Međurečje (Међуречје) is a village located in the municipality of Rudo, Republika Srpska, Bosnia and Herzegovina. It is surrounded by the Serbian municipality of Priboj, in the Zlatibor District, making it an enclave within Serbia and an exclave of Bosnia and Herzegovina, a kilometer from the rest of its territory. While Serbia recognizes Međurečje as part of Bosnia and Herzegovina, the entire area is currently under the administration of the Serbian government. Sastavci is the neighboring village in Serbia.

==Demographics==
With an area of 395.84 ha, Međurečje has 173 inhabitants as of the 2013 census. In 1999, the village had 75 households with a population of 270.

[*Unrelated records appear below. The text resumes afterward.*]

#[cfg(test)]
mod tests {
    use super::*;
    use crate::application::ports::{MockCommandRunner, MockFilesystem, MockPrompter};
    use crate::domain::MemberKind;

    /// Filesystem mock exposing `apps/web` (name "web") and
    /// `packages/ui` (name "@momo/ui") under `/repo`.
    fn workspace_fs() -> MockFilesystem {
        let mut fs = MockFilesystem::new();
        fs.expect_is_dir().returning(|_| true);
        fs.expect_list_dirs().returning(|p| {
            Ok(match p.to_str() {
                Some("/repo/apps") => vec![PathBuf::from("/repo/apps/web")],
                Some("/repo/packages") => vec![PathBuf::from("/repo/packages/ui")],
                _ => vec![],
            })
        });
        fs.expect_exists().returning(|_| true);
        fs.expect_read_to_string().returning(|p| {
            Ok(if p.starts_with("/repo/apps/web") {
                r#"{ "name": "web" }"#.to_string()
            } else {
                r#"{ "name": "@momo/ui" }"#.to_string()
            })
        });
        fs
    }

    fn empty_fs() -> MockFilesystem {
        let mut fs = MockFilesystem::new();
        fs.expect_is_dir().returning(|_| false);
        fs.expect_exists().returning(|_| true);
        fs
    }

    fn no_prompts() -> MockPrompter {
        let mut prompter = MockPrompter::new();
        prompter.expect_select().never();
        prompter
    }

    fn no_runs() -> MockCommandRunner {
        let mut runner = MockCommandRunner::new();
        runner.expect_run().never();
        runner
    }

    fn service(fs: MockFilesystem, prompter: MockPrompter, runner: MockCommandRunner) -> DependencyService {
        DependencyService::new(Box::new(fs), Box::new(prompter), Box::new(runner))
    }

    #[test]
    fn plan_scans_workspace_once() {
        let mut fs = MockFilesystem::new();
        fs.expect_is_dir().returning(|_| true);
        // one listing each for apps/ and packages/
        fs.expect_list_dirs().times(2).returning(|p| {
            Ok(match p.to_str() {
                Some("/repo/apps") => vec![PathBuf::from("/repo/apps/web")],
                Some("/repo/packages") => vec![PathBuf::from("/repo/packages/ui")],
                _ => vec![],
            })
        });
        fs.expect_exists().returning(|_| true);
        fs.expect_read_to_string().times(2).returning(|p| {
            Ok(if p.starts_with("/repo/apps/web") {
                r#"{ "name": "web" }"#.to_string()
            } else {
                r#"{ "name": "@momo/ui" }"#.to_string()
            })
        });
        let svc = service(fs, no_prompts(), no_runs());

        let request = DependencyRequest::new("@momo/ui")
            .unwrap()
            .app(Some("web".into()));
        let plan = svc
            .plan(Path::new("/repo"), &request, PackageManager::Pnpm)
            .unwrap();
        assert!(plan.internal);
        assert_eq!(plan.placement, Placement::Explicit);
    }

    #[test]
    fn force_root_skips_discovery_for_resolution() {
        let mut fs = MockFilesystem::new();
        fs.expect_is_dir().never();
        fs.expect_list_dirs().never();
        let svc = service(fs, no_prompts(), no_runs());

        let request = DependencyRequest::new("zod")
            .unwrap()
            .app(Some("web".into()))
            .root(true);
        let resolution = svc.resolve_target(Path::new("/repo"), &request).unwrap();
        assert_eq!(resolution.target, InstallTarget::Root);
        assert_eq!(resolution.placement, Placement::Forced);
    }

    #[test]
    fn empty_workspace_installs_to_root_without_prompt() {
        let svc = service(empty_fs(), no_prompts(), no_runs());
        let request = DependencyRequest::new("zod").unwrap();

        let plan = svc
            .plan(Path::new("/repo"), &request, PackageManager::Pnpm)
            .unwrap();
        assert_eq!(plan.target, InstallTarget::Root);
        assert_eq!(plan.placement, Placement::NoMembers);
        assert_eq!(plan.command.program, "pnpm");
        assert_eq!(plan.command.args, ["add", "-w", "zod"]);
        assert_eq!(plan.command.cwd, PathBuf::from("/repo"));
    }

    #[test]
    fn explicit_app_targets_member() {
        let svc = service(workspace_fs(), no_prompts(), no_runs());
        let request = DependencyRequest::new("lodash")
            .unwrap()
            .app(Some("web".into()));

        let plan = svc
            .plan(Path::new("/repo"), &request, PackageManager::Pnpm)
            .unwrap();
        assert_eq!(plan.placement, Placement::Explicit);
        assert_eq!(plan.command.args, ["add", "--filter", "web", "lodash"]);
    }

    #[test]
    fn unknown_library_fails_without_prompt() {
        let svc = service(workspace_fs(), no_prompts(), no_runs());
        let request = DependencyRequest::new("@momo/ui")
            .unwrap()
            .library(Some("missing-pkg".into()));

        let err = svc.resolve_target(Path::new("/repo"), &request).unwrap_err();
        assert!(matches!(
            err,
            MomoError::Domain(DomainError::TargetNotFound { kind: MemberKind::Library, ref name })
                if name == "missing-pkg"
        ));
    }

    #[test]
    fn app_flag_does_not_match_library() {
        let svc = service(workspace_fs(), no_prompts(), no_runs());
        let request = DependencyRequest::new("zod").unwrap().app(Some("ui".into()));
        assert!(svc.resolve_target(Path::new("/repo"), &request).is_err());
    }

    #[test]
    fn internal_package_gets_workspace_protocol() {
        let svc = service(workspace_fs(), no_prompts(), no_runs());
        let request = DependencyRequest::new("@momo/ui")
            .unwrap()
            .app(Some("web".into()));

        let plan = svc
            .plan(Path::new("/repo"), &request, PackageManager::Pnpm)
            .unwrap();
        assert!(plan.internal);
        assert_eq!(
            plan.command.args.last().map(String::as_str),
            Some("@momo/ui@workspace:*")
        );
    }

    #[test]
    fn picker_lists_members_then_root() {
        let mut prompter = MockPrompter::new();
        prompter
            .expect_select()
            .withf(|prompt, items, _| {
                prompt == "Where should zod be installed?"
                    && items.len() == 3
                    && items[0] == "web (app)"
                    && items[1] == "@momo/ui (package)"
                    && items[2] == ROOT_CHOICE
            })
            .times(1)
            .returning(|_, _, _| Ok(Some(1)));
        let svc = service(workspace_fs(), prompter, no_runs());

        let request = DependencyRequest::new("zod").unwrap().dev(true);
        let plan = svc
            .plan(Path::new("/repo"), &request, PackageManager::Pnpm)
            .unwrap();
        assert_eq!(plan.placement, Placement::Chosen);
        assert_eq!(plan.command.args, ["add", "-D", "--filter", "@momo/ui", "zod"]);
    }

    #[test]
    fn picking_root_entry_targets_root() {
        let mut prompter = MockPrompter::new();
        prompter.expect_select().returning(|_, _, _| Ok(Some(2)));
        let svc = service(workspace_fs(), prompter, no_runs());

        let request = DependencyRequest::new("zod").unwrap();
        let resolution = svc.resolve_target(Path::new("/repo"), &request).unwrap();
        assert!(resolution.target.is_root());
    }

    #[test]
    fn cancelled_picker_aborts_before_install() {
        let mut prompter = MockPrompter::new();
        prompter.expect_select().returning(|_, _, _| Ok(None));
        let svc = service(workspace_fs(), prompter, no_runs());

        let request = DependencyRequest::new("zod").unwrap();
        let err = svc
            .add_dependency(Path::new("/repo"), &request, PackageManager::Pnpm)
            .unwrap_err();
        assert!(err.is_cancelled());
    }

    #[test]
    fn missing_marker_file_is_not_a_project_root() {
        let mut fs = MockFilesystem::new();
        fs.expect_exists().returning(|_| false);
        let svc = service(fs, no_prompts(), no_runs());

        let request = DependencyRequest::new("zod").unwrap();
        let err = svc
            .add_dependency(Path::new("/tmp/nowhere"), &request, PackageManager::Pnpm)
            .unwrap_err();
        assert!(matches!(
            err,
            MomoError::Application(ApplicationError::NotAProjectRoot { .. })
        ));
    }

    #[test]
    fn installer_failure_names_package() {
        let mut runner = MockCommandRunner::new();
        runner.expect_run().times(1).returning(|_| Ok(Some(1)));
        let svc = service(empty_fs(), no_prompts(), runner);

        let request = DependencyRequest::new("left-pad").unwrap().root(true);
        let err = svc
            .add_dependency(Path::new("/repo"), &request, PackageManager::Npm)
            .unwrap_err();
        assert!(matches!(
            err,
            MomoError::Application(ApplicationError::InstallerFailed { ref package, code: Some(1) })
                if package == "left-pad"
        ));
    }

    #[test]
    fn successful_install_runs_exactly_once() {
        let mut runner = MockCommandRunner::new();
        runner
            .expect_run()
            .withf(|cmd| cmd.program == "bun" && cmd.args == ["add", "--dev", "vitest"])
            .times(1)
            .returning(|_| Ok(Some(0)));
        let svc = service(empty_fs(), no_prompts(), runner);

        let request = DependencyRequest::new("vitest").unwrap().dev(true).root(true);
        let plan = svc
            .add_dependency(Path::new("/repo"), &request, PackageManager::Bun)
            .unwrap();
        assert!(plan.target.is_root());
    }
}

Vital infrastructure in the enclave of Međurečje is tied to the Serbian municipality of Priboj. A majority of the population works in Priboj. However, the land of Međurečje is registered in the municipality of Rudo (Bosnia and Herzegovina), where the population of the village pays its land tax.

==History==
Historic facts about the formation of the enclave and it ending up within the territory of Serbia are not known, but it is believed to be tied to the period after the 1878 Congress of Berlin, when the Austro-Hungarian and Ottoman empires shared the border and Austria-Hungary was allowed to annex Bosnia and Herzegovina.